If you or a loved one are in an unsafe environment call the Center for support and/or resources at our 24/7 hotline: 757-236-5260.
October is Domestic Violence awareness month. The Center for Sexual Assault Survivors takes this time to bring awareness to domestic violence and to support survivors. According to the CDC, nearly 20 people per minute are physically abused by an intimate partner in the United States. During one year, this is more than 10 million women and men. When survivors of domestic violence want to leave their situation, safety planning is one of the most important steps.
What is Safety Planning, and Why Does it Matter?
Simplified, safety planning is brainstorming ways for survivors to reduce their risk of future harm, stay safe, and/or safely leave an unsafe situation. They can include physical safety planning and emotional safety planning.
Safety planning is important for two reasons.

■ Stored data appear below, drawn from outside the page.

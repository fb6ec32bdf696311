//! Error types for the file layer.

use std::path::{Path, PathBuf};

use thiserror::Error;

/// A path that cannot be used for the requested operation.
///
/// The two `Nonexistent*` variants cover the common case of an expected
/// filesystem entry being missing or having the wrong type.
#[derive(Debug, Error)]
pub enum PathError {
    #[error("No such file: {}", .0.display())]
    NonexistentFile(PathBuf),

    #[error("No such directory: {}", .0.display())]
    NonexistentDirectory(PathBuf),

    #[error("File name does not encode a map id: {}", .0.display())]
    InvalidMapFileName(PathBuf),

    #[error("Invalid UTF-8 in path: {}", .0.display())]
    NotUtf8(PathBuf),
}

#[derive(Debug, Error)]
pub enum CodecError {
    #[error("Invalid path: {0}")]
    InvalidPath(#[from] PathError),

    #[error("Parse error in {}{}: {message}", path.display(), line_suffix(*line))]
    Parse {
        path: PathBuf,
        line: Option<usize>,
        message: String,
    },

    #[error("Malformed map file {}: {reason}", path.display())]
    MalformedMapFile { path: PathBuf, reason: String },

    #[error("Unsupported tile data encoding '{0}'")]
    UnsupportedEncoding(String),

    #[error("Tile data compression '{0}' requires an external codec")]
    UnsupportedCompression(String),

    #[error("Failed to load tileset: {0}")]
    Tileset(#[from] tiled::Error),

    #[error("IO error on {}: {source}", path.display())]
    Io {
        path: PathBuf,
        #[source]
        source: std::io::Error,
    },
}

impl CodecError {
    pub(crate) fn parse(path: &Path, line: Option<usize>, message: impl Into<String>) -> Self {
        CodecError::Parse {
            path: path.to_path_buf(),
            line,
            message: message.into(),
        }
    }

    pub(crate) fn io(path: &Path, source: std::io::Error) -> Self {
        CodecError::Io {
            path: path.to_path_buf(),
            source,
        }
    }

    /// Line number of a parse error, when one could be determined.
    pub fn line(&self) -> Option<usize> {
        match self {
            CodecError::Parse { line, .. } => *line,
            _ => None,
        }
    }
}

fn line_suffix(line: Option<usize>) -> String {
    line.map(|l| format!(":{l}")).unwrap_or_default()
}
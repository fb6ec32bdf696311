use std::fs;
use std::path::Path;

use quick_xml::events::{BytesStart, Event};
use tracing::{debug, trace};

use crate::assets::hierarchy::HierarchyNode;
use crate::error::CodecError;
use crate::loaders::xml::{XmlParser, XmlWriter};
use crate::paths::require_file;

/// Read the hierarchy descriptor at `path` into its top-level records.
///
/// # Errors
/// * [`CodecError::InvalidPath`] if `path` is not an existing file
/// * [`CodecError::Parse`] with a line number for any structural problem
pub fn read_hierarchy(path: &Path) -> Result<Vec<HierarchyNode>, CodecError> {
    require_file(path)?;
    let content = fs::read_to_string(path).map_err(|e| CodecError::io(path, e))?;
    parse_hierarchy(&content, path)
}

/// Parse a hierarchy descriptor already held in memory.
pub fn parse_hierarchy(content: &str, path: &Path) -> Result<Vec<HierarchyNode>, CodecError> {
    let mut parser = XmlParser::new(content, path);

    let roots = loop {
        match parser.next()? {
            Event::Start(e) => {
                expect_root(&parser, &e)?;
                break read_records(&mut parser, b"maps")?;
            }
            Event::Empty(e) => {
                expect_root(&parser, &e)?;
                break Vec::new();
            }
            Event::Eof => return Err(parser.error("no <maps> root element")),
            _ => {}
        }
    };

    debug!(
        "Read hierarchy {} ({} root maps, {} total)",
        path.display(),
        roots.len(),
        roots.iter().map(HierarchyNode::subtree_size).sum::<usize>()
    );

    Ok(roots)
}

fn expect_root(parser: &XmlParser<'_>, element: &BytesStart<'_>) -> Result<(), CodecError> {
    if element.name().as_ref() == b"maps" {
        Ok(())
    } else {
        Err(parser.error(format!(
            "root element is <{}>, expected <maps>",
            String::from_utf8_lossy(element.name().as_ref())
        )))
    }
}

/// Records nested in the element `closing` whose start tag was just read.
fn read_records(
    parser: &mut XmlParser<'_>,
    closing: &[u8],
) -> Result<Vec<HierarchyNode>, CodecError> {
    let mut records = Vec::new();
    loop {
        match parser.next()? {
            Event::Start(e) if e.name().as_ref() == b"map" => {
                let id = read_id(parser, &e)?;
                let children = read_records(parser, b"map")?;
                records.push(HierarchyNode::with_children(id, children));
            }
            Event::Empty(e) if e.name().as_ref() == b"map" => {
                records.push(HierarchyNode::leaf(read_id(parser, &e)?));
            }
            Event::Start(e) => {
                let other = e.name().as_ref().to_vec();
                parser.skip_element(&other)?;
            }
            Event::Empty(e) => {
                trace!("Ignoring <{}/>", String::from_utf8_lossy(e.name().as_ref()));
            }
            Event::End(e) if e.name().as_ref() == closing => return Ok(records),
            Event::End(e) => {
                return Err(parser.error(format!(
                    "unexpected </{}>, expected </{}>",
                    String::from_utf8_lossy(e.name().as_ref()),
                    String::from_utf8_lossy(closing)
                )));
            }
            Event::Eof => {
                return Err(parser.error(format!(
                    "<{}> is never closed",
                    String::from_utf8_lossy(closing)
                )));
            }
            Event::Text(_) | Event::CData(_) => {
                return Err(parser.error("unexpected text in hierarchy"));
            }
            _ => {}
        }
    }
}

fn read_id(parser: &XmlParser<'_>, element: &BytesStart<'_>) -> Result<u32, CodecError> {
    let id = parser.attributes(element)?.required_u32("id")?;
    if id == 0 {
        return Err(parser.error("map id must be positive"));
    }
    Ok(id)
}

/// Serialize records to descriptor bytes, children nested in their parent.
pub fn render_hierarchy(roots: &[HierarchyNode], path: &Path) -> Result<Vec<u8>, CodecError> {
    let mut out = XmlWriter::new(path)?;
    if roots.is_empty() {
        out.empty("maps", &[])?;
        return Ok(out.finish());
    }

    out.start("maps", &[])?;
    for root in roots {
        write_record(&mut out, root)?;
    }
    out.end("maps")?;
    Ok(out.finish())
}

fn write_record(out: &mut XmlWriter<'_>, node: &HierarchyNode) -> Result<(), CodecError> {
    let id = node.id.to_string();
    if node.children.is_empty() {
        return out.empty("map", &[("id", id.as_str())]);
    }
    out.start("map", &[("id", id.as_str())])?;
    for child in &node.children {
        write_record(out, child)?;
    }
    out.end("map")
}

/// Write the hierarchy descriptor to `path`, replacing any existing file.
pub fn write_hierarchy(roots: &[HierarchyNode], path: &Path) -> Result<(), CodecError> {
    let bytes = render_hierarchy(roots, path)?;
    fs::write(path, bytes).map_err(|e| CodecError::io(path, e))?;
    debug!("Wrote hierarchy {}", path.display());
    Ok(())
}
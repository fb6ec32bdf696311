//! One map, one file.
//!
//! [`MapFileCodec`] moves a [`Map`] to and from its `<id>.<ext>` file. The id is
//! only ever stored in the file name; the document itself is the TMX content
//! read and written by `tiledmap_tree_assets`.

use std::fmt;
use std::path::{Path, PathBuf};

use tiledmap_tree_assets::assets::map::{MapDocument, TilesetBinding};
use tiledmap_tree_assets::loaders::map::{read_map_document, write_map_document};
use tiledmap_tree_assets::paths::{map_file_name, map_id_from_path, require_directory};
use tiledmap_tree_assets::{CodecError, DefaultTileDataCodec, LayerFormat, TileDataCodec};
use tracing::{debug, warn};

use crate::config::MapTreeConfig;
use crate::ids::{ObjectIdAllocator, TilesetGidAllocator};
use crate::layer::Layer;
use crate::map::{Map, MapState};
use crate::tileset::TilesetRef;

pub struct MapFileCodec {
    extension: String,
    /// Format for loaded maps' new tile layers
    layer_format: LayerFormat,
    tile_data: Box<dyn TileDataCodec>,
}

impl Default for MapFileCodec {
    fn default() -> Self {
        Self::new(&MapTreeConfig::default())
    }
}

impl MapFileCodec {
    pub fn new(config: &MapTreeConfig) -> Self {
        Self {
            extension: config.map_extension.clone(),
            layer_format: config.default_layer_format,
            tile_data: Box::new(DefaultTileDataCodec),
        }
    }

    /// Use `codec` for tile layer payloads, for example to support compression.
    pub fn with_tile_data_codec(mut self, codec: impl TileDataCodec + 'static) -> Self {
        self.tile_data = Box::new(codec);
        self
    }

    pub fn extension(&self) -> &str {
        &self.extension
    }

    /// File name of map `id`, e.g. `0001.tmx`.
    pub fn file_name(&self, id: u32) -> String {
        map_file_name(id, &self.extension)
    }

    pub fn path_for(&self, directory: &Path, id: u32) -> PathBuf {
        directory.join(self.file_name(id))
    }

    /// Load the map stored at `path` as a root with no observers.
    ///
    /// # Errors
    /// * [`CodecError::MalformedMapFile`] if the file name does not encode an
    ///   id, or the file is empty or not a map
    /// * [`CodecError::InvalidPath`] if the file does not exist
    /// * [`CodecError::Parse`] for syntax errors and bad attributes
    pub fn decode(&self, path: &Path) -> Result<Map, CodecError> {
        let id = map_id_from_path(path).map_err(|e| CodecError::MalformedMapFile {
            path: path.to_path_buf(),
            reason: e.to_string(),
        })?;
        let document = read_map_document(path, self.tile_data.as_ref())?;
        let map = self.build_map(id, document);
        debug!("Decoded map {} from {}", id, path.display());
        Ok(map)
    }

    /// Write `map` to `directory/<id>.<ext>`, replacing any existing file.
    ///
    /// # Errors
    /// * [`CodecError::InvalidPath`] if `directory` does not exist
    pub fn encode(&self, map: &Map, directory: &Path) -> Result<PathBuf, CodecError> {
        require_directory(directory)?;
        let path = self.path_for(directory, map.id());
        let document = self.to_document(map);
        write_map_document(&document, &path, self.tile_data.as_ref())?;
        Ok(path)
    }

    /// Build a root map from file content.
    pub fn build_map(&self, id: u32, document: MapDocument) -> Map {
        let object_ids = ObjectIdAllocator::starting_after(document.max_object_id());
        let tilesets: Vec<(u32, TilesetRef)> = document
            .tilesets
            .into_iter()
            .map(|binding| {
                let tile_count = binding.tile_count.unwrap_or_else(|| {
                    warn!(
                        "Map {id}: tileset at gid {} has no tile count",
                        binding.first_gid
                    );
                    0
                });
                (
                    binding.first_gid,
                    TilesetRef::new(binding.name, binding.source, tile_count),
                )
            })
            .collect();

        let gids = TilesetGidAllocator::from_ranges(
            tilesets
                .iter()
                .map(|(first_gid, tileset)| (*first_gid, tileset.tile_count)),
        );

        let state = MapState {
            width: document.width,
            height: document.height,
            tile_width: document.tile_width,
            tile_height: document.tile_height,
            layer_format: self.layer_format,
            properties: document.properties,
            layers: document.layers.into_iter().map(Layer::from_document).collect(),
            tilesets,
            gids,
        };
        Map::from_state(id, state, object_ids)
    }

    /// Snapshot a map's content as a document.
    pub fn to_document(&self, map: &Map) -> MapDocument {
        let state = map.state();
        MapDocument {
            width: state.width,
            height: state.height,
            tile_width: state.tile_width,
            tile_height: state.tile_height,
            properties: state.properties.clone(),
            tilesets: state
                .tilesets
                .iter()
                .map(|(first_gid, tileset)| TilesetBinding {
                    first_gid: *first_gid,
                    source: tileset.source.clone(),
                    name: tileset.name.clone(),
                    tile_count: Some(tileset.tile_count),
                })
                .collect(),
            layers: state
                .layers
                .iter()
                .map(|layer| layer.to_document(state.layer_format))
                .collect(),
        }
    }
}

impl fmt::Debug for MapFileCodec {
    fn fmt(&self, f: &mut fmt::Formatter<'_>) -> fmt::Result {
        f.debug_struct("MapFileCodec")
            .field("extension", &self.extension)
            .field("layer_format", &self.layer_format)
            .finish_non_exhaustive()
    }
}
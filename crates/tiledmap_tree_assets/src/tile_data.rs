//! Tile layer payload encoding.
//!
//! Tile layers store their raw GIDs inside a `<data>` element. How those GIDs
//! are turned into text is decided by a [`LayerFormat`] (encoding plus optional
//! compression) and carried out by a [`TileDataCodec`].
//!
//! The built-in [`DefaultTileDataCodec`] handles CSV and uncompressed base64.
//! Compressed payloads belong to an external codec: plug one in by implementing
//! [`TileDataCodec`] and handing it to the map file codec.

use std::fmt;
use std::str::FromStr;

use base64::Engine as _;
use base64::engine::general_purpose::STANDARD;
use serde::{Deserialize, Serialize};

use crate::error::CodecError;

/// Text encoding of a `<data>` element.
#[derive(Debug, Clone, Copy, PartialEq, Eq, Hash, Serialize, Deserialize)]
#[serde(rename_all = "lowercase")]
pub enum TileEncoding {
    Csv,
    Base64,
}

impl TileEncoding {
    pub fn as_str(self) -> &'static str {
        match self {
            TileEncoding::Csv => "csv",
            TileEncoding::Base64 => "base64",
        }
    }
}

impl fmt::Display for TileEncoding {
    fn fmt(&self, f: &mut fmt::Formatter<'_>) -> fmt::Result {
        f.write_str(self.as_str())
    }
}

impl FromStr for TileEncoding {
    type Err = CodecError;

    fn from_str(s: &str) -> Result<Self, Self::Err> {
        match s {
            "csv" => Ok(TileEncoding::Csv),
            "base64" => Ok(TileEncoding::Base64),
            other => Err(CodecError::UnsupportedEncoding(other.to_string())),
        }
    }
}

/// Compression applied to base64 payloads.
#[derive(Debug, Clone, Copy, Default, PartialEq, Eq, Hash, Serialize, Deserialize)]
#[serde(rename_all = "lowercase")]
pub enum TileCompression {
    #[default]
    None,
    Zlib,
    Gzip,
    Zstd,
}

impl TileCompression {
    /// The attribute value, or `None` when no `compression` attribute is written.
    pub fn as_attribute(self) -> Option<&'static str> {
        match self {
            TileCompression::None => None,
            TileCompression::Zlib => Some("zlib"),
            TileCompression::Gzip => Some("gzip"),
            TileCompression::Zstd => Some("zstd"),
        }
    }
}

impl FromStr for TileCompression {
    type Err = CodecError;

    fn from_str(s: &str) -> Result<Self, Self::Err> {
        match s {
            "" => Ok(TileCompression::None),
            "zlib" => Ok(TileCompression::Zlib),
            "gzip" => Ok(TileCompression::Gzip),
            "zstd" => Ok(TileCompression::Zstd),
            other => Err(CodecError::UnsupportedCompression(other.to_string())),
        }
    }
}

/// Encoding policy of one tile layer.
#[derive(Debug, Clone, Copy, PartialEq, Eq, Hash, Serialize, Deserialize)]
pub struct LayerFormat {
    pub encoding: TileEncoding,
    #[serde(default)]
    pub compression: TileCompression,
}

impl Default for LayerFormat {
    fn default() -> Self {
        Self {
            encoding: TileEncoding::Base64,
            compression: TileCompression::None,
        }
    }
}

impl LayerFormat {
    pub const CSV: LayerFormat = LayerFormat {
        encoding: TileEncoding::Csv,
        compression: TileCompression::None,
    };
}

/// Converts raw tile GIDs to and from the text stored in a `<data>` element.
pub trait TileDataCodec {
    fn encode(&self, format: LayerFormat, tiles: &[u32]) -> Result<String, CodecError>;

    fn decode(&self, format: LayerFormat, text: &str) -> Result<Vec<u32>, CodecError>;
}

/// CSV and uncompressed base64 (little-endian `u32` per tile).
#[derive(Debug, Clone, Copy, Default)]
pub struct DefaultTileDataCodec;

impl TileDataCodec for DefaultTileDataCodec {
    fn encode(&self, format: LayerFormat, tiles: &[u32]) -> Result<String, CodecError> {
        reject_compression(format)?;

        match format.encoding {
            TileEncoding::Csv => Ok(tiles
                .iter()
                .map(u32::to_string)
                .collect::<Vec<_>>()
                .join(",")),
            TileEncoding::Base64 => {
                let bytes: Vec<u8> = tiles.iter().flat_map(|gid| gid.to_le_bytes()).collect();
                Ok(STANDARD.encode(bytes))
            }
        }
    }

    fn decode(&self, format: LayerFormat, text: &str) -> Result<Vec<u32>, CodecError> {
        reject_compression(format)?;

        let text = text.trim();
        if text.is_empty() {
            return Ok(Vec::new());
        }

        match format.encoding {
            TileEncoding::Csv => text
                .split(',')
                .map(|cell| {
                    cell.trim().parse::<u32>().map_err(|e| {
                        CodecError::UnsupportedEncoding(format!("csv cell '{}': {e}", cell.trim()))
                    })
                })
                .collect(),
            TileEncoding::Base64 => {
                let bytes = STANDARD
                    .decode(text)
                    .map_err(|e| CodecError::UnsupportedEncoding(format!("base64: {e}")))?;
                if bytes.len() % 4 != 0 {
                    return Err(CodecError::UnsupportedEncoding(format!(
                        "base64 payload of {} bytes is not a whole number of tiles",
                        bytes.len()
                    )));
                }
                Ok(bytes
                    .chunks_exact(4)
                    .map(|c| u32::from_le_bytes([c[0], c[1], c[2], c[3]]))
                    .collect())
            }
        }
    }
}

fn reject_compression(format: LayerFormat) -> Result<(), CodecError> {
    match format.compression.as_attribute() {
        None => Ok(()),
        Some(name) => Err(CodecError::UnsupportedCompression(name.to_string())),
    }
}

First, safety plans allow for survivors to feel safe, and they can help calm any anxiety they may have. Second, it allows survivors to create a plan of action they can stick to during times of crisis.
There is no guarantee that a safety plan will keep a survivor safe, but it can reduce the risk of harm.
How to Safety Plan
A safety plan can include a focus on physical and/or emotional safety. When creating a plan it is important to trust the survivor's instincts and to be practical. The process of safety planning involves asking numerous questions about the survivor's current situation and creating action plans for times of crisis.
A fantastic resource is the National Domestic Violence Hotline. They have an interactive platform where survivors can create a personalized safety plan.
One focus for the physical safety section is to create safe ways to leave unsafe locations. These locations can include home, school, work, or any place a survivor is regularly. To work on this part of the plan ask: what can the survivor do if those places are no longer safe? This could include creating a list of public places survivors could go to be safe, or reaching out to a friend/family member and creating a plan.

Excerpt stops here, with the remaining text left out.